*What you should do:*
Where a line holds the word "latitude", copy it from the records.
Data in this exercise: Begin
//! `sunrise` command: look up today's or tomorrow's sunrise for the selected location.

use anyhow::{Context, Result};
use serde_json::json;

use super::{AppContext, format_instant};
use crate::alarm::compute_fire_instant;
use crate::args::SunriseDay;

pub async fn handle_sunrise_command(ctx: &AppContext, day: SunriseDay, json: bool) -> Result<()> {
    let location = ctx.require_selected()?;
    let resolver = ctx.scheduler.resolver();

    let (label, sunrise) = match day {
        SunriseDay::Today => (
            "Today",
            resolver
                .resolve_today(location.latitude, location.longitude)
                .await,
        ),
        SunriseDay::Tomorrow => (
            "Tomorrow",
            resolver
                .resolve_tomorrow(location.latitude, location.longitude)
                .await,
        ),
    };
    let sunrise = sunrise.with_context(|| format!("Failed to resolve sunrise for {}", location.name))?;

    let timing = ctx.registry.alarm_timing();
    let fire = compute_fire_instant(&sunrise, timing);

    if json {
        return super::print_json(&json!({
            "location": location.name,
            "day": label.to_lowercase(),
            "sunrise": sunrise.to_rfc3339(),
            "timezone": sunrise.timezone().name(),
            "alarm_timing": timing.as_str(),
            "alarm_at": fire.to_rfc3339(),
        }));
    }

    log_block_start!("{} at {}", label, location.name);
    log_indented!("Sunrise: {}", format_instant(&sunrise));
    log_indented!("Alarm would fire: {} ({})", format_instant(&fire), timing.label());
    Ok(())
}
Data in this exercise: End
*Output for this task:*
                .resolve_today(location.latitude, location.longitude)
                .resolve_tomorrow(location.latitude, location.longitude)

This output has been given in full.